The researchers also investigated the impact of model scale and temperature settings. In this context, ‘temperature’ doesn’t refer to heat, but to how the system controls the randomness of the model’s responses. Larger models didn’t consistently perform better than smaller ones, suggesting that simply increasing model size isn’t enough. To handle scientific reasoning well, models need to be trained on large-scale data that is both relevant to science and well-structured.Meanwhile, moderate temperature settings (0.4–0.6) provided optimal performance, striking a balance between deterministic outputs and creative reasoning.
Beyond benchmark scores, the study poses deeper questions about AI’s role in science.
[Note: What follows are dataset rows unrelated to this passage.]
//! Steering and heading model.
//!
//! Given where an agent is, where it wants to go, how fast it is moving and
//! which way it faces, computes the next speed and travel direction. Two
//! modes are available:
//!
//! - [`SteeringMode::Linear`]: head straight for the destination, speed
//!   untouched.
//! - [`SteeringMode::Steering`]: slow down when the destination lies inside
//!   the turning circle, accelerate/decelerate at a bounded rate and turn at
//!   a bounded angular velocity along the shortest arc.

use serde::{Deserialize, Serialize};

use crate::math::{atan2, wrap_angle, Fixed, Vec2Fixed, HALF};

/// Movement model selected for a world.
#[derive(Debug, Clone, Copy, PartialEq, Eq, Hash, Default, Serialize, Deserialize)]
pub enum SteeringMode {
    /// Straight-line movement toward the destination.
    Linear,
    /// Turn-rate and acceleration limited movement.
    #[default]
    Steering,
}

/// How the desired facing angle is derived from position and destination.
#[derive(Debug, Clone, Copy, PartialEq, Eq, Hash, Default, Serialize, Deserialize)]
pub enum FacingModel {
    /// `atan2(dest.y - pos.y, dest.x - pos.x)`.
    #[default]
    Corrected,
    /// `atan2(dest.y - pos.x, dest.x - pos.x)`, the mixed-axis formula older
    /// builds shipped with. Kept for replays recorded with those builds.
    LegacyMixedAxis,
}

/// Steering settings shared by every agent in a world.
#[derive(Debug, Clone, Copy, PartialEq, Eq, Hash, Default, Serialize, Deserialize)]
pub struct SteeringConfig {
    /// Movement model.
    #[serde(default)]
    pub mode: SteeringMode,
    /// Facing formula used in [`SteeringMode::Steering`].
    #[serde(default)]
    pub facing: FacingModel,
}

impl SteeringConfig {
    /// Straight-line movement.
    pub const LINEAR: Self = Self {
        mode: SteeringMode::Linear,
        facing: FacingModel::Corrected,
    };

    /// Limited-turn movement with the corrected facing formula.
    pub const STEERING: Self = Self {
        mode: SteeringMode::Steering,
        facing: FacingModel::Corrected,
    };
}

/// Physical limits of an agent.
#[derive(Debug, Clone, Copy, PartialEq, Eq)]
pub struct MotionLimits {
    /// Top speed (distance per tick).
    pub max_speed: Fixed,
    /// Turn rate in radians per second.
    pub max_angular_velocity: Fixed,
}

impl MotionLimits {
    /// Most the speed may change in one second.
    #[must_use]
    pub fn max_speed_delta(&self) -> Fixed {
        self.max_speed * HALF
    }

    /// Tightest turn radius at top speed, `None` for agents that cannot turn.
    #[must_use]
    pub fn turning_radius(&self) -> Option<Fixed> {
        if self.max_angular_velocity <= Fixed::ZERO {
            return None;
        }
        self.max_speed.checked_div(self.max_angular_velocity)
    }
}

/// Everything the steering step reads.
#[derive(Debug, Clone, Copy, PartialEq, Eq)]
pub struct SteeringInput {
    /// Current position.
    pub position: Vec2Fixed,
    /// Steering target.
    pub destination: Vec2Fixed,
    /// Current facing angle in radians.
    pub heading: Fixed,
    /// Current speed.
    pub speed: Fixed,
    /// Physical limits.
    pub limits: MotionLimits,
    /// Elapsed time in seconds.
    pub dt: Fixed,
}

/// Result of a steering step.
#[derive(Debug, Clone, Copy, PartialEq, Eq)]
pub struct SteeringOutput {
    /// New speed.
    pub speed: Fixed,
    /// New facing angle in radians.
    pub heading: Fixed,
    /// Unit travel direction (zero if already at the destination in linear mode).
    pub direction: Vec2Fixed,
}

/// Run one steering step.
#[must_use]
pub fn steer(input: &SteeringInput, config: SteeringConfig) -> SteeringOutput {
    let to_destination = input.destination - input.position;

    match config.mode {
        SteeringMode::Linear => {
            let direction = to_destination.normalize();
            let heading = if direction.is_zero() {
                input.heading
            } else {
                direction.angle()
            };
            SteeringOutput {
                speed: input.speed,
                heading,
                direction,
            }
        }
        SteeringMode::Steering => {
            let dt = input.dt.max(Fixed::ZERO);
            let facing = Vec2Fixed::from_angle(input.heading);

            let desired = desired_speed(input.position, input.destination, facing, input.limits);
            let speed = clamp_speed(desired, input.speed, input.limits.max_speed_delta(), dt);

            let heading = turn_to_face(
                input.position,
                input.destination,
                input.heading,
                input.limits.max_angular_velocity * dt,
                config.facing,
            );

            SteeringOutput {
                speed,
                heading,
                direction: Vec2Fixed::from_angle(heading),
            }
        }
    }
}

/// Speed the agent should aim for given its turning circle.
///
/// The two candidate turning circles touch the agent's position and are
/// centered a turning radius to either side of `facing`. If the destination
/// lies inside either, the agent cannot reach it at top speed and should
/// slow to `max_angular_velocity * distance / 2`.
#[must_use]
pub fn desired_speed(
    position: Vec2Fixed,
    destination: Vec2Fixed,
    facing: Vec2Fixed,
    limits: MotionLimits,
) -> Fixed {
    let Some(radius) = limits.turning_radius() else {
        return limits.max_speed;
    };

    let offset = facing.perpendicular() * radius;
    let closest = destination
        .distance(position + offset)
        .min(destination.distance(position - offset));

    if closest < radius {
        let half_distance = position.distance(destination) * HALF;
        (limits.max_angular_velocity * half_distance).min(limits.max_speed)
    } else {
        limits.max_speed
    }
}

/// Clamp `desired` to within `max_delta * dt` of `previous`.
#[must_use]
pub fn clamp_speed(desired: Fixed, previous: Fixed, max_delta: Fixed, dt: Fixed) -> Fixed {
    let step = (max_delta * dt).abs();
    desired.clamp(previous - step, previous + step)
}

/// Rotate `current_angle` toward the direction of `face_this` by at most
/// `turn_speed` radians, along the shorter arc.
#[must_use]
pub fn turn_to_face(
    position: Vec2Fixed,
    face_this: Vec2Fixed,
    current_angle: Fixed,
    turn_speed: Fixed,
    facing: FacingModel,
) -> Fixed {
    let x = face_this.x - position.x;
    let y = match facing {
        FacingModel::Corrected => face_this.y - position.y,
        FacingModel::LegacyMixedAxis => face_this.y - position.x,
    };

    let desired_angle = atan2(y, x);
    let turn_speed = turn_speed.abs();
    let difference = wrap_angle(desired_angle - current_angle).clamp(-turn_speed, turn_speed);

    wrap_angle(current_angle + difference)
}
// SPDX-License-Identifier: Apache-2.0
// © James Ross Ω FLYING•ROBOTS <https://github.com/flyingrobots>
//! Geographic/screen positions and camera moves.

use serde::{Deserialize, Serialize};

/// Geographic position (WGS84 degrees).
#[derive(Clone, Copy, Debug, Default, PartialEq, Serialize, Deserialize)]
pub struct LngLat {
    /// Longitude in degrees.
    pub lng: f64,
    /// Latitude in degrees.
    pub lat: f64,
}

impl LngLat {
    /// Construct from longitude/latitude.
    pub const fn new(lng: f64, lat: f64) -> Self {
        Self { lng, lat }
    }
}

/// Screen position in CSS pixels, origin top-left.
#[derive(Clone, Copy, Debug, Default, PartialEq, Serialize, Deserialize)]
pub struct ScreenPoint {
    /// Horizontal pixel offset.
    pub x: f32,
    /// Vertical pixel offset.
    pub y: f32,
}

impl ScreenPoint {
    /// Construct from pixel offsets.
    pub const fn new(x: f32, y: f32) -> Self {
        Self { x, y }
    }
}

/// Geographic bounding box.
#[derive(Clone, Copy, Debug, PartialEq, Serialize, Deserialize)]
pub struct BoundingBox {
    /// South-west corner.
    pub min: LngLat,
    /// North-east corner.
    pub max: LngLat,
}

impl BoundingBox {
    /// Smallest box containing every position, or `None` when empty.
    pub fn around(points: impl IntoIterator<Item = LngLat>) -> Option<Self> {
        let mut iter = points.into_iter();
        let first = iter.next()?;
        let init = Self {
            min: first,
            max: first,
        };
        Some(iter.fold(init, |mut acc, p| {
            acc.min.lng = acc.min.lng.min(p.lng);
            acc.min.lat = acc.min.lat.min(p.lat);
            acc.max.lng = acc.max.lng.max(p.lng);
            acc.max.lat = acc.max.lat.max(p.lat);
            acc
        }))
    }

    /// Center of the box.
    pub fn center(&self) -> LngLat {
        LngLat::new(
            (self.min.lng + self.max.lng) / 2.0,
            (self.min.lat + self.max.lat) / 2.0,
        )
    }
}

/// Animated camera move.
#[derive(Clone, Copy, Debug, PartialEq, Serialize, Deserialize)]
#[serde(tag = "kind", rename_all = "snake_case")]
pub enum CameraMove {
    /// Fit a bounding box with padding (pixels).
    FitBounds {
        /// Target box.
        bounds: BoundingBox,
        /// Padding around the box in pixels.
        padding: f32,
    },
    /// Fly to a point at a zoom level.
    FlyTo {
        /// Target center.
        center: LngLat,
        /// Target zoom.
        zoom: f64,
    },
}

#[cfg(test)]
mod tests {
    #![allow(clippy::unwrap_used)]
    #![allow(clippy::expect_used)]
    use super::*;

    #[test]
    fn bounding_box_covers_all_points() {
        let bb = BoundingBox::around([
            LngLat::new(-0.58, 44.84),
            LngLat::new(-0.57, 44.83),
            LngLat::new(-0.59, 44.85),
        ])
        .unwrap();
        assert_eq!(bb.min, LngLat::new(-0.59, 44.83));
        assert_eq!(bb.max, LngLat::new(-0.57, 44.85));
    }

    #[test]
    fn empty_box_is_none() {
        assert!(BoundingBox::around(std::iter::empty()).is_none());
    }
}
#[cfg(test)]
mod tests {
    #![allow(clippy::unwrap_used)]
    #![allow(clippy::expect_used)]
    use super::*;

    fn entry(id: &str, kind: &str, min: u8, max: u8) -> CatalogEntry {
        CatalogEntry {
            id: id.into(),
            nom: id.to_uppercase(),
            kind: kind.into(),
            attribut_map: None,
            minzoom: f64::from(min),
            maxzoom: f64::from(max),
        }
    }

    #[test]
    fn builtin_lookup_and_templates() {
        let reg = LayerRegistry::builtin("https://carto.example/api/");
        let parcels = reg.by_id(PARCEL_LAYER_ID).unwrap();
        assert!(parcels.selectable);
        assert_eq!(
            parcels.tile_url(16, 32_512, 23_011),
            "https://carto.example/api/tiles/parcelles/16/32512/23011.mvt"
        );
        assert!(reg.by_id("nope").is_none());
    }

    #[test]
    fn catalog_maps_types_and_skips_invalid_entries() {
        let mut zoning = entry("zonage", "fill", 11, 19);
        zoning.attribut_map = Some("typezone".into());
        let entries = vec![
            zoning,
            entry("reseau", "line", 12, 18),
            entry("arbres", "circle", 15, 19),
            entry("raster", "raster", 0, 19),
            entry("inverse", "fill", 16, 12),
            entry("zonage", "line", 0, 5),
        ];
        let reg = LayerRegistry::from_catalog("http://h", &entries, "parcelles");
        let ids: Vec<_> = reg.all().iter().map(|l| l.id.as_str()).collect();
        assert_eq!(ids, vec!["zonage", "reseau", "arbres"]);
        let zoning = reg.by_id("zonage").unwrap();
        assert_eq!(zoning.geometry, GeometryKind::Fill);
        assert_eq!(zoning.category_attribute.as_deref(), Some("typezone"));
        assert_eq!(reg.by_id("arbres").unwrap().geometry, GeometryKind::Point);
    }

    #[test]
    fn catalog_json_shape_parses() {
        let raw = r#"[{"id":"zonage","nom":"Zonage","type":"fill","attribut_map":"typezone","minzoom":11,"maxzoom":19},
                     {"id":"reseau","nom":"Réseau","type":"line","minzoom":12,"maxzoom":18}]"#;
        let entries: Vec<CatalogEntry> = serde_json::from_str(raw).unwrap();
        assert_eq!(entries[1].attribut_map, None);
        assert!((entries[0].minzoom - 11.0).abs() < f64::EPSILON);
    }

    #[test]
    fn mixed_catalog_keeps_its_valid_entries() {
        let raw: Vec<Value> = serde_json::from_str(
            r#"[{"id":"zonage","nom":"Zonage","type":"fill","minzoom":11,"maxzoom":19},
                {"id":"pentes","nom":"Pentes","type":"fill","minzoom":15.5,"maxzoom":18.2},
                {"id":"hors","nom":"Hors","type":"fill","minzoom":3,"maxzoom":300},
                {"id":"casse","nom":"Cassé","type":"fill","minzoom":"bas","maxzoom":19},
                {"nom":"Sans id","type":"line","minzoom":1,"maxzoom":2}]"#,
        )
        .unwrap();
        let entries = parse_catalog(raw);
        assert_eq!(entries.len(), 3);
        let reg = LayerRegistry::from_catalog("http://h", &entries, "parcelles");
        let ids: Vec<_> = reg.all().iter().map(|l| l.id.as_str()).collect();
        assert_eq!(ids, vec!["zonage", "pentes"]);
        let slopes = reg.by_id("pentes").unwrap();
        assert_eq!((slopes.zoom_min, slopes.zoom_max), (15, 19));
    }

    #[test]
    fn derived_styles_are_stable_and_prefixed() {
        let reg = LayerRegistry::builtin("http://h");
        let parcels = reg.by_id(PARCEL_LAYER_ID).unwrap();
        assert_eq!(
            parcels.style_ids(),
            vec!["parcelles-fill", "parcelles-outline", "parcelles-selected"]
        );
        let servitudes = reg.by_id("servitudes").unwrap();
        assert_eq!(servitudes.style_ids(), vec!["servitudes-line"]);
        assert!(servitudes.selection_style_id().is_none());
        assert!(parcels
            .style_defs()
            .iter()
            .all(|s| s.source == PARCEL_LAYER_ID));
    }

    #[test]
    fn zoom_window_is_inclusive() {
        let reg = LayerRegistry::builtin("http://h");
        let parcels = reg.by_id(PARCEL_LAYER_ID).unwrap();
        assert!(!parcels.in_range(13));
        assert!(parcels.in_range(14));
        assert!(parcels.in_range(19));
        assert!(!parcels.in_range(20));
    }
}
// SPDX-License-Identifier: Apache-2.0
// © James Ross Ω FLYING•ROBOTS <https://github.com/flyingrobots>
//! Hover and selection feedback on the draw surface.
//!
//! At most one feature carries the hover state at any time. The selection is
//! shown through the filter of the selectable layer's `-selected` style, so it
//! survives tile reloads and is re-applied when that layer is re-attached.

use cadmap_port::{FeatureKey, MapCommand, MapPort, FEATURE_STATE_HOVER};
use serde_json::{json, Value};
use tracing::debug;

use crate::parcel::{ParcelRef, PROP_NUMBER, PROP_SECTION};

/// Set of parcels drawn as selected.
#[derive(Debug, Clone, Default, PartialEq, Eq)]
pub struct SelectionFilter {
    parcels: Vec<(String, String)>,
}

impl SelectionFilter {
    /// Filter matching nothing.
    pub fn none() -> Self {
        Self::default()
    }

    /// Filter matching the given parcels.
    pub fn parcels<'a>(parcels: impl IntoIterator<Item = &'a ParcelRef>) -> Self {
        Self {
            parcels: parcels
                .into_iter()
                .map(|p| (p.section.clone(), p.number.clone()))
                .collect(),
        }
    }

    /// True when nothing is selected.
    pub fn is_empty(&self) -> bool {
        self.parcels.is_empty()
    }

    /// Number of selected parcels.
    pub fn len(&self) -> usize {
        self.parcels.len()
    }

    /// Style filter expression; `["any"]` (matches nothing) when empty.
    pub fn to_expression(&self) -> Value {
        let mut expr = vec![json!("any")];
        for (section, number) in &self.parcels {
            expr.push(json!([
                "all",
                ["==", ["get", PROP_SECTION], section],
                ["==", ["to-string", ["get", PROP_NUMBER]], number]
            ]));
        }
        Value::Array(expr)
    }
}

/// Owns the hover and selection state pushed to the draw surface.
#[derive(Debug, Clone, Default)]
pub struct FeatureHighlighter {
    selection_style: Option<String>,
    hovered: Option<FeatureKey>,
    selected: SelectionFilter,
}

impl FeatureHighlighter {
    /// Highlighter drawing the selection through `selection_style`, if any.
    pub fn new(selection_style: Option<String>) -> Self {
        Self {
            selection_style,
            ..Self::default()
        }
    }

    /// Currently hovered feature.
    pub fn hovered(&self) -> Option<&FeatureKey> {
        self.hovered.as_ref()
    }

    /// Currently drawn selection.
    pub fn selected(&self) -> &SelectionFilter {
        &self.selected
    }

    /// Move the hover state. Returns false when `key` is already hovered.
    ///
    /// The previous feature is cleared before the next one is marked, so two
    /// features are never hovered at once.
    pub fn set_hover(&mut self, key: Option<FeatureKey>, port: &mut dyn MapPort) -> bool {
        if self.hovered == key {
            return false;
        }
        if let Some(prev) = self.hovered.take() {
            mark(port, prev, false);
        }
        if let Some(next) = key.clone() {
            mark(port, next, true);
        }
        self.hovered = key;
        true
    }

    /// Replace the drawn selection.
    pub fn set_selected(&mut self, filter: SelectionFilter, port: &mut dyn MapPort) {
        self.selected = filter;
        self.reapply(port);
    }

    /// Push the current selection filter again (after the layer re-attaches).
    pub fn reapply(&self, port: &mut dyn MapPort) {
        let Some(style) = &self.selection_style else {
            return;
        };
        let cmd = MapCommand::SetFilter {
            id: style.clone(),
            filter: self.selected.to_expression(),
        };
        if let Err(err) = port.apply(&cmd) {
            // Layer not attached; the filter is pushed again on attach.
            debug!(style = %style, error = %err, "selection filter deferred");
        }
    }

    /// Drop hover state for a source that left the surface.
    pub fn forget_source(&mut self, source: &str) {
        if self.hovered.as_ref().is_some_and(|k| k.source == source) {
            self.hovered = None;
        }
    }

    /// Clear hover and selection.
    pub fn clear(&mut self, port: &mut dyn MapPort) {
        self.set_hover(None, port);
        self.set_selected(SelectionFilter::none(), port);
    }
}

fn mark(port: &mut dyn MapPort, feature: FeatureKey, value: bool) {
    let cmd = MapCommand::SetFeatureState {
        feature,
        key: FEATURE_STATE_HOVER.to_owned(),
        value,
    };
    if let Err(err) = port.apply(&cmd) {
        debug!(error = %err, "hover state not applied");
    }
}

#[cfg(test)]
mod tests {
    use super::*;
    use cadmap_port::{FeatureQuery, LngLat, PortError, RenderedFeature, ScreenPoint};

    #[derive(Default)]
    struct Log(Vec<MapCommand>);

    impl MapPort for Log {
        fn apply(&mut self, command: &MapCommand) -> Result<(), PortError> {
            self.0.push(command.clone());
            Ok(())
        }
        fn query_rendered(&self, _: &FeatureQuery) -> Vec<RenderedFeature> {
            Vec::new()
        }
        fn project(&self, _: LngLat) -> ScreenPoint {
            ScreenPoint::default()
        }
        fn unproject(&self, _: ScreenPoint) -> LngLat {
            LngLat::default()
        }
        fn viewport_center(&self) -> ScreenPoint {
            ScreenPoint::default()
        }
    }

    fn hover_cmds(log: &Log) -> Vec<(u64, bool)> {
        log.0
            .iter()
            .filter_map(|c| match c {
                MapCommand::SetFeatureState { feature, value, .. } => Some((feature.id, *value)),
                _ => None,
            })
            .collect()
    }

    #[test]
    fn hover_moves_clear_previous_first() {
        let mut log = Log::default();
        let mut hl = FeatureHighlighter::new(None);
        let a = FeatureKey::new("parcelles", "parcelles", 1);
        let b = FeatureKey::new("parcelles", "parcelles", 2);
        assert!(hl.set_hover(Some(a.clone()), &mut log));
        assert!(!hl.set_hover(Some(a), &mut log));
        assert!(hl.set_hover(Some(b), &mut log));
        assert!(hl.set_hover(None, &mut log));
        assert_eq!(hover_cmds(&log), vec![(1, true), (1, false), (2, true), (2, false)]);
        assert!(hl.hovered().is_none());
    }

    #[test]
    fn empty_selection_matches_nothing() {
        assert_eq!(SelectionFilter::none().to_expression(), json!(["any"]));
        let p = ParcelRef::new("AC", "12", "33063");
        let expr = SelectionFilter::parcels([&p]).to_expression();
        assert_eq!(
            expr,
            json!(["any", ["all",
                ["==", ["get", "section"], "AC"],
                ["==", ["to-string", ["get", "numero"]], "12"]]])
        );
    }

    #[test]
    fn selection_goes_through_the_selected_style() {
        let mut log = Log::default();
        let mut hl = FeatureHighlighter::new(Some("parcelles-selected".into()));
        let p = ParcelRef::new("AC", "12", "33063");
        hl.set_selected(SelectionFilter::parcels([&p]), &mut log);
        assert!(matches!(
            log.0.last(),
            Some(MapCommand::SetFilter { id, .. }) if id == "parcelles-selected"
        ));
        hl.clear(&mut log);
        assert!(hl.selected().is_empty());
    }

    #[test]
    fn forgetting_a_source_drops_its_hover() {
        let mut log = Log::default();
        let mut hl = FeatureHighlighter::new(None);
        hl.set_hover(Some(FeatureKey::new("batiments", "batiments", 7)), &mut log);
        hl.forget_source("parcelles");
        assert!(hl.hovered().is_some());
        hl.forget_source("batiments");
        assert!(hl.hovered().is_none());
    }
}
While current MLLMs are capable of generating human-like text or summarizing documents, they remain fragile when applied to the layered reasoning required in scientific workflows. Many models failed to interpret multi-step visual information or draw correct inferences across modalities. Even top models focused disproportionately on the first few images when presented with longer visual sequences, highlighting limitations in processing extended visual context.
Looking ahead, the SFE benchmark offers a roadmap for model improvement. By clearly categorizing cognitive levels and scientific domains, it enables developers to pinpoint weaknesses, — be it in molecular structure interpretation or precipitation event analysis — and tailor training accordingly. The dataset’s open-source nature and dual-language support also make it a valuable resource for global AI and scientific communities.
But the study also issues a warning. As reliance on AI in scientific research grows, so does the risk of overestimating its capabilities. The allure of automation must not overshadow the need for human oversight, intuition, and creativity. Until MLLMs can robustly interpret data, draw valid conclusions, and do so across languages and modalities, their role will remain that of an assistant, not a substitute, for human researchers.
The team writes: “… while SFE has the potential to significantly advance these discoveries by offering a robust evaluation framework, it also raises concerns about increasing reliance on AI in scientific research. This might inadvertently undermine the value of human intuition and creativity.”
No word on whether these AI systems will be grounded for the rest of the semester to try to bring these grades up.
The paper on arXiv dives in deeper technically than this summary story, so reviewing the study for more exact scientific and technological detail is recommended. ArXiv is a pre-print server, meaning the work has not officially been peer-review, a key step of the scientific method.